• _Problem requirements_
For each line in the records that contains "display", make a copy.

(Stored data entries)
^^^^^^^^

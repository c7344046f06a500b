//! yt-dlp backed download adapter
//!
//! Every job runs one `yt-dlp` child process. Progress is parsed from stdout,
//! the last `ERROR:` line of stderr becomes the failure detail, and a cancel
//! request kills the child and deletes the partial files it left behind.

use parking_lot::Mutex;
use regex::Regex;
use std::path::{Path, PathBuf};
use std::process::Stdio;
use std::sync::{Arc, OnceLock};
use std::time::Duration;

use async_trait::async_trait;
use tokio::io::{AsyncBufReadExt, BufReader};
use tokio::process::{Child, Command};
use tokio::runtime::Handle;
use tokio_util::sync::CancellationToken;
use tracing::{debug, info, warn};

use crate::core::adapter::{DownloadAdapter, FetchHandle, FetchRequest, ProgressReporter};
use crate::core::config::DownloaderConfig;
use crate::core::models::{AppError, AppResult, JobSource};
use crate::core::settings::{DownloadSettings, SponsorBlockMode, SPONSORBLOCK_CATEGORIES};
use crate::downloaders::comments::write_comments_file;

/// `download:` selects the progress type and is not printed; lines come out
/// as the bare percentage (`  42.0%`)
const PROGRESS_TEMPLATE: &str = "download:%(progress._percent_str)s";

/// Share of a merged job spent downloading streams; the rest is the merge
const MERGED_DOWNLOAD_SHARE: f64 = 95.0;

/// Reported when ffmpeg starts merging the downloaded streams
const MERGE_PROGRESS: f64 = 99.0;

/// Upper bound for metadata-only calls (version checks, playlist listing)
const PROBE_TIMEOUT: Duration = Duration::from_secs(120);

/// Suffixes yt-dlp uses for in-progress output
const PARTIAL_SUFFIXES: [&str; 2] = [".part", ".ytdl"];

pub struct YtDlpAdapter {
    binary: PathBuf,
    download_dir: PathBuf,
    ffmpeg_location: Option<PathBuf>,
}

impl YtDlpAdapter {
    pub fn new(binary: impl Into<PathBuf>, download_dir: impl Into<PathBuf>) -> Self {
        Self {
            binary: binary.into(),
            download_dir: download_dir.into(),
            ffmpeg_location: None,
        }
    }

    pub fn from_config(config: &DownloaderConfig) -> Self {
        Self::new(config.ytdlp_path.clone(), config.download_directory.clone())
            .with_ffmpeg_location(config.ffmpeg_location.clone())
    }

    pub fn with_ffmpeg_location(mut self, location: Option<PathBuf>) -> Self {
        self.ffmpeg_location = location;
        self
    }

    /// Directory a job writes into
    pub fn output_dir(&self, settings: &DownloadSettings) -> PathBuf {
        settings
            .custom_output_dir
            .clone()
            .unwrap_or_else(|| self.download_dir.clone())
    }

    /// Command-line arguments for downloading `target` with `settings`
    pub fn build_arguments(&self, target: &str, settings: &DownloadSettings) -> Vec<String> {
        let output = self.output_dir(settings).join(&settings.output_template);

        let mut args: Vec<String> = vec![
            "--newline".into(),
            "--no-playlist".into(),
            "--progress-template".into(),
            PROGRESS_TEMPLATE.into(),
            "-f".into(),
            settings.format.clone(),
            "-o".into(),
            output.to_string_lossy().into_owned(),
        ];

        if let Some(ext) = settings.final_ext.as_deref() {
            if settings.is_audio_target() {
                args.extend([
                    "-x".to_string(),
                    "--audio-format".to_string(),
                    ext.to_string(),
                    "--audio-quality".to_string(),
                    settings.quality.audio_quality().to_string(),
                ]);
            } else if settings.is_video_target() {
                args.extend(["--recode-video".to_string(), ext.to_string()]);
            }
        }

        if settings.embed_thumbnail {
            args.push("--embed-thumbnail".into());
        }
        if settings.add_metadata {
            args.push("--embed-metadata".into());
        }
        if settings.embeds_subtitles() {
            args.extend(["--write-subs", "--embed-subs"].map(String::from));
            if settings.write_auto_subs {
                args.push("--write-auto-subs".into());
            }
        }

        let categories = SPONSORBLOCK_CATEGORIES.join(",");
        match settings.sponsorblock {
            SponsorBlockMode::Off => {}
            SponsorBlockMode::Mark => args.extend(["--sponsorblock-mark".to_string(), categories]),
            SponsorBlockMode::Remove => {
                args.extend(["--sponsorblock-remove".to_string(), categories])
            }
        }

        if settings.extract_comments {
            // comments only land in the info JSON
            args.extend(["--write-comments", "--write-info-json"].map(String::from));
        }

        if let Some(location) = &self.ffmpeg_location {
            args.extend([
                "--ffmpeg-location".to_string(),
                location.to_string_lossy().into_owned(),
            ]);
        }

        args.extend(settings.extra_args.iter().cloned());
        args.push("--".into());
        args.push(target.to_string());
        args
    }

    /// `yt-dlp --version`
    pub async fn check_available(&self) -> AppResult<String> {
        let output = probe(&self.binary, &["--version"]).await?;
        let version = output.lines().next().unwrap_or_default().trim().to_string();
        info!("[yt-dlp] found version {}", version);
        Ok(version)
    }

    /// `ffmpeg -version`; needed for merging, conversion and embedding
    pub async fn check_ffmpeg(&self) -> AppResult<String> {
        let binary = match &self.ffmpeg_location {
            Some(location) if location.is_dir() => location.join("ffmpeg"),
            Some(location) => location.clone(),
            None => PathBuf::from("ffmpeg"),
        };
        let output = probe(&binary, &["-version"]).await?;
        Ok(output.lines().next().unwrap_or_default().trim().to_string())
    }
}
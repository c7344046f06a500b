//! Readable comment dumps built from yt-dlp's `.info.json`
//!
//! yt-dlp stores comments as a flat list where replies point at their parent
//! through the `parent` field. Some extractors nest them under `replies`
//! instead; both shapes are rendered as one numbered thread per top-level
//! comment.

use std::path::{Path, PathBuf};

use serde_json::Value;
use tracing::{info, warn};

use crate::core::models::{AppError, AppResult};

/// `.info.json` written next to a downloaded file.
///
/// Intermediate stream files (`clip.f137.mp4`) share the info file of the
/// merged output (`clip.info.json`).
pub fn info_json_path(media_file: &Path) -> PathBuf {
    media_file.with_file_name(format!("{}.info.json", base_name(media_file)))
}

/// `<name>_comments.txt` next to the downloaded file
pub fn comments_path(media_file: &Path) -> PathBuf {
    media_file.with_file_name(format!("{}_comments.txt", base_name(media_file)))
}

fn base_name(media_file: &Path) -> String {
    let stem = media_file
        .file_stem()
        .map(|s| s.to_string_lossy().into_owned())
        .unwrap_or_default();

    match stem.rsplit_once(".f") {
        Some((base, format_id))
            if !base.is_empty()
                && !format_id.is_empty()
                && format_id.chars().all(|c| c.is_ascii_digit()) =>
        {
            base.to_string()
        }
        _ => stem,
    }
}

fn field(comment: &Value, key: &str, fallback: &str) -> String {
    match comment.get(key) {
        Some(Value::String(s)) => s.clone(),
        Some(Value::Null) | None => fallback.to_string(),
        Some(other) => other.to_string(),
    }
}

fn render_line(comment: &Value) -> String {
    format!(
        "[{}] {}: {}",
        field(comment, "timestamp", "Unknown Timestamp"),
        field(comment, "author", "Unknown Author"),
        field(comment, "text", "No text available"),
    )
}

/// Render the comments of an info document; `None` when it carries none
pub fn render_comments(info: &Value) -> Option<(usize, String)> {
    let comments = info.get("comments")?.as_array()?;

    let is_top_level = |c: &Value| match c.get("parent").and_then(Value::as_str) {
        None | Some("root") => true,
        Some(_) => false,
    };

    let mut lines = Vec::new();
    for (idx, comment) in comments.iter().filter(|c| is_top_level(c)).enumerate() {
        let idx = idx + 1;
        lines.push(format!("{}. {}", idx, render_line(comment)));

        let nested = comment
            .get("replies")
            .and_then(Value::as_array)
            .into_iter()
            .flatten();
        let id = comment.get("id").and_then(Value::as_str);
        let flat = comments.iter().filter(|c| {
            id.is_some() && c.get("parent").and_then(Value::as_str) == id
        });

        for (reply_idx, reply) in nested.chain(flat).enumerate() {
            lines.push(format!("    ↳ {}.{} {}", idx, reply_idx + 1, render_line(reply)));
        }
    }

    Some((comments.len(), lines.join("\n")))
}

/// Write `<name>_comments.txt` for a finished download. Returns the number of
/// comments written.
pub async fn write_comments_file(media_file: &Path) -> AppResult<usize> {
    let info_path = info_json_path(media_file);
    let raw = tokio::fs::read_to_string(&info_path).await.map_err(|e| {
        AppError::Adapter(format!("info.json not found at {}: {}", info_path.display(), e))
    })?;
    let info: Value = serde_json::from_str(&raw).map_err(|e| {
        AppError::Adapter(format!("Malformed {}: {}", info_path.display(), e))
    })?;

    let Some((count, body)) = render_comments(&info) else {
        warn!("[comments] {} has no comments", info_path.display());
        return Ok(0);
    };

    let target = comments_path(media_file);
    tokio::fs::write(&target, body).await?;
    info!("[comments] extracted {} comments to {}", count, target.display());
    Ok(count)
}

^^^^^^^^

• _Your response_
        AppError::Adapter(format!("info.json not found at {}: {}", info_path.display(), e))
        AppError::Adapter(format!("Malformed {}: {}", info_path.display(), e))
        warn!("[comments] {} has no comments", info_path.display());
    info!("[comments] extracted {} comments to {}", count, target.display());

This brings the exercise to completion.